А наши желудки оказались слишком слабыми для такой питательной пищи. Я видела, как узницы, месяцами жившие на одной картошине в день, поедали тушенку и больше не могли встать с нар. Нас освободили, но мы продолжали умирать и умирали десятками.

– Все уже закончилось, – говорили нам солдаты в конце января. Однако война тогда все еще шла, она продолжалась еще три месяца, и солдаты имели в виду другое – они хотели сказать, что эсэсовцы к нам больше не придут.

– Теперь все уже точно закончилось, – говорили нам медсестры в мае, поя нас с ложечки подслащенной водой и кормя овсяной кашей. Как-то раз в коридоре госпиталя раздались крики и аплодисменты – Германия капитулировала.

Что же именно закончилось? Что они хотели этим сказать? Я находилась в сотнях миль от дома, и у меня не было ничего – даже ботинки у меня на ногах были не мои. Так что же закончилось? Что?

– Следующая, – говорит сотрудница Красного Креста, и я делаю еще один шаг вперед.

Появляется облако дыма, урчит движок – подъезжает Дима на своем джипе. Увидев в очереди меня, он выскакивает из машины, и меня опять поражает его вид – как же он похож на киногероя с афиши, на киношного солдата. Квадратный подбородок. Красиво очерченные скулы. Добрые глаза. Дима, который ставил на мои письма почтовый штемпель, который по моей просьбе спрашивал своих друзей-офицеров про Биркенау и узнал, что этот лагерь смерти был освобожден за несколько недель до Гросс-Розена. И который повторял мне это, когда я забывала, и потом повторял еще и еще, когда я забывала опять: «Помнишь, Зофья? Мы уже это обсуждали». – Моя память подобна решету, и мне разрешили оставить госпиталь только благодаря Диме – потому что он едет вместе со мной.

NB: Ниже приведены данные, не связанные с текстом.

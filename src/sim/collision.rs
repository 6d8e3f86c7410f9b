//! Collision detection and response
//!
//! Axis-aligned boxes only: the ball is tested by its bounding box against
//! the field walls, the paddle and each brick. Each function mutates the
//! ball in place and reports what happened so the caller can score it and
//! turn it into events.

use glam::Vec2;
use serde::Serialize;

use super::state::{Ball, Brick, Paddle};
use crate::consts::MAX_BOUNCE_ANGLE;

/// Axis-aligned bounding box
#[derive(Debug, Clone, Copy, PartialEq)]
pub struct Aabb {
    pub min: Vec2,
    pub max: Vec2,
}

impl Aabb {
    pub fn new(min: Vec2, max: Vec2) -> Self {
        Self { min, max }
    }

    /// Square box enclosing a circle
    pub fn around(center: Vec2, radius: f32) -> Self {
        Self {
            min: center - Vec2::splat(radius),
            max: center + Vec2::splat(radius),
        }
    }

    /// Overlap test; touching edges count as overlap
    pub fn overlaps(&self, other: &Aabb) -> bool {
        self.max.x >= other.min.x
            && self.min.x <= other.max.x
            && self.max.y >= other.min.y
            && self.min.y <= other.max.y
    }
}

/// Field wall struck by the ball
#[derive(Debug, Clone, Copy, PartialEq, Eq, Serialize)]
pub enum Wall {
    Left,
    Right,
    Top,
}

/// Reflect the ball off the left, right and top walls.
///
/// Returns every wall hit this tick (a corner yields two). The ball is
/// clamped back inside by its radius. The bottom is open.
pub fn collide_walls(ball: &mut Ball, field_width: f32) -> Vec<Wall> {
    let mut hits = Vec::new();
    let r = ball.radius;

    if ball.pos.x - r <= 0.0 {
        ball.vel.x = ball.vel.x.abs();
        ball.pos.x = r;
        hits.push(Wall::Left);
    } else if ball.pos.x + r >= field_width {
        ball.vel.x = -ball.vel.x.abs();
        ball.pos.x = field_width - r;
        hits.push(Wall::Right);
    }

    if ball.pos.y - r <= 0.0 {
        ball.vel.y = ball.vel.y.abs();
        ball.pos.y = r;
        hits.push(Wall::Top);
    }

    hits
}

/// Outcome of a paddle bounce
#[derive(Debug, Clone, Copy, PartialEq)]
pub struct PaddleHit {
    /// Impact offset from paddle center in [-1, 1]
    pub hit_pos: f32,
    /// Bounce angle off vertical (radians)
    pub angle: f32,
    /// Contact point on the paddle's top edge
    pub point: Vec2,
}

/// Velocity leaving the paddle for an impact offset in [-1, 1]
pub fn bounce_velocity(hit_pos: f32, speed: f32) -> Vec2 {
    let angle = hit_pos.clamp(-1.0, 1.0) * MAX_BOUNCE_ANGLE;
    Vec2::new(angle.sin() * speed, -(angle.cos() * speed).abs())
}

/// Bounce the ball off the paddle if it is moving down and overlapping.
///
/// The outgoing direction depends only on where the ball struck, never on
/// the incoming angle, and always points up.
pub fn collide_paddle(ball: &mut Ball, paddle: &Paddle) -> Option<PaddleHit> {
    if ball.vel.y <= 0.0 || !ball.aabb().overlaps(&paddle.aabb()) {
        return None;
    }

    let half_width = paddle.width / 2.0;
    let hit_pos = ((ball.pos.x - paddle.center_x()) / half_width).clamp(-1.0, 1.0);
    let speed = ball.vel.length();

    ball.vel = bounce_velocity(hit_pos, speed);
    ball.pos.y = paddle.pos.y - ball.radius;

    Some(PaddleHit {
        hit_pos,
        angle: hit_pos * MAX_BOUNCE_ANGLE,
        point: Vec2::new(ball.pos.x, paddle.pos.y),
    })
}

/// Which face of a brick the ball struck
#[derive(Debug, Clone, Copy, PartialEq, Eq)]
pub enum HitSide {
    /// Left or right face; horizontal velocity flips
    Horizontal,
    /// Top or bottom face; vertical velocity flips
    Vertical,
}

/// Decide the struck face from the ball center's offset, normalized by
/// brick size. Ties go to the top/bottom face.
pub fn hit_side(ball_pos: Vec2, brick: &Brick) -> HitSide {
    let delta = ball_pos - brick.center();
    if (delta.x / brick.width).abs() > (delta.y / brick.height).abs() {
        HitSide::Horizontal
    } else {
        HitSide::Vertical
    }
}

/// Outcome of a brick hit
#[derive(Debug, Clone, Copy, PartialEq)]
pub struct BrickHit {
    /// Index of the destroyed brick in the grid
    pub index: usize,
    pub side: HitSide,
    pub points: u64,
    pub color_class: u32,
    pub center: Vec2,
}

/// Destroy the first visible brick overlapping the ball, in grid order.
///
/// At most one brick is destroyed per call even when several overlap.
pub fn collide_bricks(ball: &mut Ball, bricks: &mut [Brick]) -> Option<BrickHit> {
    let ball_box = ball.aabb();
    let (index, brick) = bricks
        .iter_mut()
        .enumerate()
        .find(|(_, b)| b.visible && ball_box.overlaps(&b.aabb()))?;

    let side = hit_side(ball.pos, brick);
    match side {
        HitSide::Horizontal => ball.vel.x = -ball.vel.x,
        HitSide::Vertical => ball.vel.y = -ball.vel.y,
    }
    brick.visible = false;

    Some(BrickHit {
        index,
        side,
        points: brick.points,
        color_class: brick.color_class(),
        center: brick.center(),
    })
}

/// The ball's top edge has passed below the field bottom
pub fn ball_below_field(ball: &Ball, field_height: f32) -> bool {
    ball.pos.y - ball.radius > field_height
}

#[cfg(test)]
mod tests {
    use super::*;
    use crate::settings::Settings;
    use crate::sim::state::build_bricks;

    fn ball_at(x: f32, y: f32, vel: Vec2) -> Ball {
        let mut ball = Ball::new(Vec2::new(x, y), vel.length(), 12.0);
        ball.vel = vel;
        ball
    }

    #[test]
    fn test_aabb_overlap_inclusive() {
        let a = Aabb::new(Vec2::ZERO, Vec2::splat(10.0));
        let touching = Aabb::new(Vec2::new(10.0, 0.0), Vec2::new(20.0, 10.0));
        let apart = Aabb::new(Vec2::new(10.1, 0.0), Vec2::new(20.0, 10.0));
        assert!(a.overlaps(&touching));
        assert!(!a.overlaps(&apart));
    }

    #[test]
    fn test_left_wall_reflects_and_clamps() {
        let mut ball = ball_at(5.0, 300.0, Vec2::new(-3.0, 2.0));
        let hits = collide_walls(&mut ball, 800.0);
        assert_eq!(hits, vec![Wall::Left]);
        assert_eq!(ball.vel, Vec2::new(3.0, 2.0));
        assert_eq!(ball.pos.x, ball.radius);
    }

    #[test]
    fn test_right_wall_reflects_and_clamps() {
        let mut ball = ball_at(798.0, 300.0, Vec2::new(3.0, 2.0));
        let hits = collide_walls(&mut ball, 800.0);
        assert_eq!(hits, vec![Wall::Right]);
        assert_eq!(ball.vel.x, -3.0);
        assert_eq!(ball.pos.x, 800.0 - ball.radius);
    }

    #[test]
    fn test_top_corner_hits_two_walls() {
        let mut ball = ball_at(2.0, 2.0, Vec2::new(-3.0, -4.0));
        let hits = collide_walls(&mut ball, 800.0);
        assert_eq!(hits, vec![Wall::Left, Wall::Top]);
        assert_eq!(ball.vel, Vec2::new(3.0, 4.0));
    }

    #[test]
    fn test_no_bottom_wall() {
        let mut ball = ball_at(400.0, 700.0, Vec2::new(0.0, 4.0));
        assert!(collide_walls(&mut ball, 800.0).is_empty());
        assert!(ball_below_field(&ball, 600.0));
    }

    #[test]
    fn test_paddle_center_hit_bounces_straight_up() {
        let settings = Settings::default();
        let paddle = Paddle::new(&settings);
        let mut ball = ball_at(paddle.center_x(), paddle.pos.y - 5.0, Vec2::new(0.0, 4.0));

        let hit = collide_paddle(&mut ball, &paddle).unwrap();
        assert_eq!(hit.hit_pos, 0.0);
        assert!(ball.vel.x.abs() < 1e-6);
        assert!((ball.vel.y + 4.0).abs() < 1e-6);
        assert_eq!(ball.pos.y, paddle.pos.y - ball.radius);
    }

    #[test]
    fn test_paddle_edge_hit_bounces_sixty_degrees() {
        let settings = Settings::default();
        let paddle = Paddle::new(&settings);
        let mut ball = ball_at(
            paddle.pos.x + paddle.width,
            paddle.pos.y,
            Vec2::new(-2.0, 3.0),
        );
        let speed = ball.vel.length();

        let hit = collide_paddle(&mut ball, &paddle).unwrap();
        assert_eq!(hit.hit_pos, 1.0);
        assert!((ball.vel.length() - speed).abs() < 1e-4);
        assert!(ball.vel.x > 0.0 && ball.vel.y < 0.0);
        let angle = ball.vel.x.atan2(-ball.vel.y);
        assert!((angle - MAX_BOUNCE_ANGLE).abs() < 1e-4);
    }

    #[test]
    fn test_paddle_ignored_when_moving_up() {
        let settings = Settings::default();
        let paddle = Paddle::new(&settings);
        let mut ball = ball_at(paddle.center_x(), paddle.pos.y, Vec2::new(0.0, -4.0));
        assert!(collide_paddle(&mut ball, &paddle).is_none());
        assert_eq!(ball.vel, Vec2::new(0.0, -4.0));
    }

    #[test]
    fn test_hit_side_by_normalized_offset() {
        let brick = build_bricks(&Settings::default()).remove(0);
        let c = brick.center();
        let from_left = c - Vec2::new(brick.width / 2.0 + 2.0, 1.0);
        let from_below = c + Vec2::new(1.0, brick.height / 2.0 + 2.0);
        assert_eq!(hit_side(from_left, &brick), HitSide::Horizontal);
        assert_eq!(hit_side(from_below, &brick), HitSide::Vertical);
    }

    #[test]
    fn test_one_brick_per_call_when_overlapping_two() {
        let mut bricks = build_bricks(&Settings::default());
        // Ball centered on the gap between the first two bricks
        let gap_x = bricks[0].pos.x + bricks[0].width + 2.5;
        let mut ball = ball_at(gap_x, bricks[0].center().y + 30.0, Vec2::new(0.0, -4.0));
        ball.pos.y = bricks[0].pos.y + bricks[0].height + 5.0;
        assert!(ball.aabb().overlaps(&bricks[0].aabb()));
        assert!(ball.aabb().overlaps(&bricks[1].aabb()));

        let hit = collide_bricks(&mut ball, &mut bricks).unwrap();
        assert_eq!(hit.index, 0);
        assert!(!bricks[0].visible);
        assert!(bricks[1].visible);
        assert_eq!(hit.side, HitSide::Vertical);
        assert_eq!(ball.vel, Vec2::new(0.0, 4.0));
    }

    #[test]
    fn test_invisible_bricks_skipped() {
        let mut bricks = build_bricks(&Settings::default());
        bricks[0].visible = false;
        let mut ball = ball_at(bricks[0].center().x, bricks[0].center().y, Vec2::new(0.0, -4.0));
        assert!(collide_bricks(&mut ball, &mut bricks).is_none());
        assert_eq!(ball.vel, Vec2::new(0.0, -4.0));
    }
}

– Я бы вошел внутрь, Зофья. – Он кладет руки мне на плечи. Над одним ухом волосы у него короче, чем над другим – должно быть, он подстриг их сам, глядя на себя в зеркало. – Ты слишком устаешь. Ты знаешь, что я беспокоюсь о тебе.

– Мне надо выстоять эту очередь.

– Ее нужно оформить, – объясняет сестра Урбаняк. – Ведь организации, помогающие жертвам войны, ведут их учет.

Слышится стук по стеклу, словно его клюет птичка. Я смотрю вверх и вижу, что за моей спиной на втором этаже госпиталя стоят проснувшиеся девушки-ничегошницы, стуча по стеклу и махая руками. Они машут не только мне, но и Диме – они любят его. Он приветственно машет в ответ.

– Следующая, – говорит сотрудница Красного Креста. До меня не сразу доходит, что моя очередь наконец подошла. Женщина одета в голубой однобортный костюм. Мое платье тоже голубого цвета – медсестра, которая дала мне его, сказала, что оно хорошо сочетается с моими волосами и цветом глаз. Доброжелательная ложь. Вначале у меня имелись проплешины, вся голова была покрыта струпьями, а те волосы, которые остались, были короткими, как у мальчика. Сейчас они отросли и доходят мне почти до подбородка, но вместо копны блестящих кудрей у меня теперь редкие тускло-мышиные волосенки. Глаза мои и теперь все еще имеют цвет пустоты.

– Фрейлейн? – говорит полная немолодая женщина из Красного Креста. – Фрейлейн?

– Зофья Ледерман, – говорю я и жду, когда она пометит мое имя галочкой в своих бумагах.

– Значит, вы возвращаетесь домой?

– Да. В Сосновец.

– И кого бы вы хотели внести в свой список? – Я смотрю на нее, и она видит, что я ничего не понимаю. – Вы можете назвать мне имена?

– Имена? – Я знаю, то, что она говорит, наверняка имеет смысл, но мой мозг опять застлал туман, и он не может уразуметь, что значат ее слова. Я поворачиваюсь за помощью к Диме и сестре Урбаняк.

Женщина за столом кладет ладонь на мою руку, и я поворачиваюсь к ней. Ее тон, прежде отрывистый и официальный, становится мягче.